2006-06-15 Thread Joe Lee
Some of us appriciate the fact that qemu has no GUI per se.  ;0) 
Your right! the keyword is some but not all. I think if QEMU is to be 
adopted by the masses it will need to come up with a quality 
GUI-Frontend. However the CLI can always be in place for those who want 
and prefer to use it. Otherwise, I think most users will prefer to stay 
with VMware and especially that there VMware player AND VMware server 
edition is now FREE.


I appreciate the effort that some are making to develop a GUI for QEMU - 
There's a few project I see that trying to achieve this.

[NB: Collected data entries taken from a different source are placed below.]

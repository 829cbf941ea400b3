// SPDX-FileCopyrightText: 2026 Botfleet Contributors
// SPDX-License-Identifier: MIT OR Apache-2.0

//! Worker pools consuming the named queues.
//!
//! One pool per queue with its configured concurrency. Workers claim a
//! task, run its handler under the queue deadline, then ack late or
//! fail with backoff; the error kind decides retry vs dead-letter.
//! Pools heartbeat into the KV store for the typed health check.

use std::collections::HashMap;
use std::sync::Arc;
use std::time::Duration;

use async_trait::async_trait;
use botfleet_core::{ErrorKind, FleetError};
use botfleet_kv::ActivityTracker;
use botfleet_storage::queries::queue as queue_db;
use botfleet_storage::{now_iso, Database, TaskRow};
use tokio_util::sync::CancellationToken;
use tracing::{debug, error, info, warn};

use crate::task::{backoff_delay_secs, QueueName};

/// One task implementation, keyed by its task name.
#[async_trait]
pub trait TaskHandler: Send + Sync + 'static {
    /// Task name as stored in the queue rows.
    fn name(&self) -> &'static str;

    async fn run(&self, payload: serde_json::Value) -> Result<(), FleetError>;
}

/// Immutable name -> handler map built at startup.
#[derive(Default, Clone)]
pub struct TaskRegistry {
    handlers: HashMap<&'static str, Arc<dyn TaskHandler>>,
}

impl TaskRegistry {
    pub fn new() -> Self {
        Self::default()
    }

    pub fn register(&mut self, handler: Arc<dyn TaskHandler>) {
        let name = handler.name();
        if self.handlers.insert(name, handler).is_some() {
            warn!(task = name, "task handler re-registered, previous dropped");
        }
    }

    pub fn get(&self, name: &str) -> Option<Arc<dyn TaskHandler>> {
        self.handlers.get(name).cloned()
    }

    pub fn len(&self) -> usize {
        self.handlers.len()
    }

    pub fn is_empty(&self) -> bool {
        self.handlers.is_empty()
    }
}

/// Spawns and supervises the per-queue worker pools.
pub struct WorkerPools {
    db: Database,
    registry: Arc<TaskRegistry>,
    activity: Arc<ActivityTracker>,
    concurrency: HashMap<String, u32>,
    poll_interval: Duration,
}

impl WorkerPools {
    pub fn new(
        db: Database,
        registry: TaskRegistry,
        activity: Arc<ActivityTracker>,
        concurrency: HashMap<String, u32>,
        poll_interval_ms: u64,
    ) -> Self {
        Self {
            db,
            registry: Arc::new(registry),
            activity,
            concurrency,
            poll_interval: Duration::from_millis(poll_interval_ms.max(10)),
        }
    }

    fn workers_for(&self, queue: QueueName) -> u32 {
        let name = queue.to_string();
        self.concurrency
            .get(&name)
            .or_else(|| self.concurrency.get("default"))
            .copied()
            .unwrap_or(2)
            .max(1)
    }

    /// Spawns every pool; returns the join handles.
    pub fn spawn(&self, cancel: CancellationToken) -> Vec<tokio::task::JoinHandle<()>> {
        let mut handles = Vec::new();
        for queue in QueueName::ALL {
            let workers = self.workers_for(queue);
            info!(queue = %queue, workers, "spawning worker pool");
            for worker_index in 0..workers {
                let worker = Worker {
                    db: self.db.clone(),
                    registry: self.registry.clone(),
                    activity: self.activity.clone(),
                    queue,
                    poll_interval: self.poll_interval,
                    emit_heartbeat: worker_index == 0,
                };
                let cancel = cancel.clone();
                handles.push(tokio::spawn(async move { worker.run(cancel).await }));
            }
        }
        handles
    }
}

struct Worker {
    db: Database,
    registry: Arc<TaskRegistry>,
    activity: Arc<ActivityTracker>,
    queue: QueueName,
    poll_interval: Duration,
    emit_heartbeat: bool,
}

impl Worker {
    async fn run(&self, cancel: CancellationToken) {
        let queue_name = self.queue.to_string();
        loop {
            if self.emit_heartbeat {
                let _ = self
                    .activity
                    .beat(&queue_name, chrono::Utc::now().timestamp())
                    .await;
            }

            let claimed = tokio::select! {
                claimed = queue_db::claim(&self.db, &queue_name, now_iso()) => claimed,
                _ = cancel.cancelled() => break,
            };

            match claimed {
                Ok(Some(task)) => self.process(task).await,
                Ok(None) => {
                    tokio::select! {
                        _ = tokio::time::sleep(self.poll_interval) => {}
                        _ = cancel.cancelled() => break,
                    }
                }
                Err(e) => {
                    error!(queue = %self.queue, error = %e, "claim failed");
                    tokio::select! {
                        _ = tokio::time::sleep(self.poll_interval) => {}
                        _ = cancel.cancelled() => break,
                    }
                }
            }
        }
        debug!(queue = %self.queue, "worker stopped");
    }

    async fn process(&self, task: TaskRow) {
        let started = std::time::Instant::now();
        let deadline = Duration::from_secs(self.queue.deadline_secs());

        let result = match self.registry.get(&task.task_name) {
            Some(handler) => {
                let payload: serde_json::Value =
                    serde_json::from_str(&task.payload).unwrap_or(serde_json::Value::Null);
                match tokio::time::timeout(deadline, handler.run(payload)).await {
                    Ok(result) => result,
                    Err(_) => Err(FleetError::Timeout { duration: deadline }),
                }
            }
            None => Err(FleetError::Internal(format!(
                "no handler registered for task {}",
                task.task_name
            ))),
        };

        let elapsed = started.elapsed().as_secs_f64();
        match result {
            Ok(()) => {
                botfleet_metrics::record_task(&task.task_name, &self.queue.to_string(), elapsed, "ok");
                if let Err(e) = queue_db::ack(&self.db, task.id).await {
                    error!(task_id = task.id, error = %e, "ack failed");
                }
            }
            Err(err) => {
                let kind = err.kind();
                match kind {
                    ErrorKind::Silent | ErrorKind::AlreadyDone => {
                        // No side effects to undo; the task is done.
                        debug!(
                            task = %task.task_name,
                            task_id = task.id,
                            error = %err,
                            "task exited without effect"
                        );
                        botfleet_metrics::record_task(
                            &task.task_name,
                            &self.queue.to_string(),
                            elapsed,
                            "skipped",
                        );
                        if let Err(e) = queue_db::ack(&self.db, task.id).await {
                            error!(task_id = task.id, error = %e, "ack failed");
                        }
                    }
                    ErrorKind::Retry | ErrorKind::Fatal => {
                        let fatal = kind == ErrorKind::Fatal;
                        let delay = match &err {
                            FleetError::RateLimited { retry_after_secs } => *retry_after_secs,
                            _ => backoff_delay_secs(task.attempts),
                        };
                        warn!(
                            task = %task.task_name,
                            task_id = task.id,
                            attempts = task.attempts,
                            fatal,
                            error = %err,
                            "task failed"
                        );
                        match queue_db::fail(&self.db, task.id, err.to_string(), delay, fatal).await
                        {
                            Ok(queue_db::FailOutcome::DeadLettered) => {
                                error!(
                                    task = %task.task_name,
                                    task_id = task.id,
                                    error = %err,
                                    "task dead-lettered"
                                );
                                botfleet_metrics::record_dead_letter(&task.task_name);
                                botfleet_metrics::record_task(
                                    &task.task_name,
                                    &self.queue.to_string(),
                                    elapsed,
                                    "dead",
                                );
                            }
                            Ok(queue_db::FailOutcome::Retried) => {
                                botfleet_metrics::record_task(
                                    &task.task_name,
                                    &self.queue.to_string(),
                                    elapsed,
                                    "retry",
                                );
                            }
                            Err(e) => error!(task_id = task.id, error = %e, "fail update failed"),
                        }
                    }
                }
            }
        }
    }
}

But, I wish 
they all could come together and work together to develop a nice GUI. I 
would like to see a sub-project exist in the QEMU site so all can come 
and contribute to that effort.


joe



WaxDragon wrote:

On 6/15/06, kadil [EMAIL PROTECTED] wrote:

On Wed, 2006-06-14 at 18:10 +0200, Oliver Gerlich wrote:
Real world, gui's are just so easy  desirable, especially if the gui is
consistent across os's, and part of the original distro.  I think
take-up would be huge (well huge-er, current takeup is huge)

Kim



Some of us appriciate the fact that qemu has no GUI per se.  ;0)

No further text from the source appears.